234. Ze waren twintig, en ze gingen elkaar te lijf als de jonge meiden die net waren aangekomen. Ze klemden elkaars polsen vast, knepen in hun borsten die buiten het bikinitopje vielen.
Afifa en Myriam waren al weggelopen; je bemoeit je niet met andermans zaken. De Commando’s daarentegen kwamen meteen tussenbeide, bezorgd en een beetje geïrriteerd; met deze hitte een ruzie moeten sussen was een rotkarwei.
Ze werden allebei naar Frau Direktorin gestuurd. Vuist op haar bureau en geen geduld meer: ‘Als jullie zo doorgaan laat ik de een overplaatsen naar Rome en de ander naar Pontremoli!’
Ze had hun straf gegeven binnen hun straf, oftewel isolatie. Vijf dagen lang: tijd om na te denken. Maar voordat de bewakers erin geslaagd waren hun lichamen met geweld uit elkaar te trekken, voordat ze in eenzaamheid werden afgezonderd, had Emilia nog kans gezien om met de tranen op haar gezicht tegen Marta te sissen: ‘Ik heb het nódig dat de ziel bestaat. Begrepen? Want ooit moet ik haar terugzien.’
Ook al wist ze zelf ook wel dat dat niet zou gebeuren. Zelfs op dit moment, nu ze bezig was de Hel te restaureren, wist ze dat die niet leeg kon zijn terwijl het Paradijs vol zat.
Vanwege het simpele feit dat slachtoffers en beulen elkaar nooit, nooit, nooit zouden moeten terugzien, zelfs niet aan het einde der tijden.

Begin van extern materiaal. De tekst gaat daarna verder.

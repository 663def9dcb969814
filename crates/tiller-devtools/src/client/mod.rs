//! The connection arena: dispatcher, event router and session multiplexer.
//!
//! A [`DevToolsConnection`] owns one transport and an arena of client
//! records addressed by [`ClientHandle`]. The root record speaks for the
//! whole browser connection; child records are logical sessions attached
//! one level below it and share the root's wire. All blocking calls run on
//! the caller's thread: nested calls share a single read cursor on the
//! transport and unwind in the reverse order they were entered.

mod connection;
mod dialogs;
mod dispatch;
mod record;

pub use connection::{DevToolsConnection, FrontendCloser};
pub use record::ClientHandle;

pub(crate) use dispatch::CommandOptions;

/// Log target for client operations.
pub(crate) const CLIENT_TARGET: &str = "tiller_devtools::client";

322. Detentie was net zoiets als de dood; iedereen had er evenveel plezier. Mooi en lelijk, ontwikkeld of achtergebleven, arm of rijk. Ook al zou Emilia er gauw genoeg achter komen dat zij op deze plek de enige was die uit een rijke familie kwam.
338. Kinderen voelen zich aangetrokken tot het kwaad omdat ze het zelf niet in zich hebben. Ze willen het leren kennen omdat ze er zelf geen ervaring mee hebben. En dan? Hoe is het mogelijk dat ze vanaf de puberteit allemaal verdorven raken?
419. Het was op dat moment, toen het daglicht met geweld naar binnen drong door de gaatjes van het rolluik, dat ik besloot dat ik zodra we terugkwamen in Sassaia zou gaan schrijven. Dat ik alles zou opschrijven.
Het antwoord was liefde. Als je van iemand houdt, kun je diegene niet los zien van wat hij of zij is en is geweest. Je kunt diegene niet in stukken opdelen en alleen de stukken kiezen die jou wel aanspreken. Je moet die persoon volledig accepteren.
En ik moest gaan schrijven, want uiteindelijk hebben woorden wel degelijk nut.
Juist om te leven; om te herinneren, te begrijpen. Om een spoor achter te laten zodat je niet helemaal sterft, zodat onze dierbaren niet zullen sterven.
423. ‘Dank je wel dat je erop hebt gewezen dat er zelfs in mij wel iets goeds schuilde.’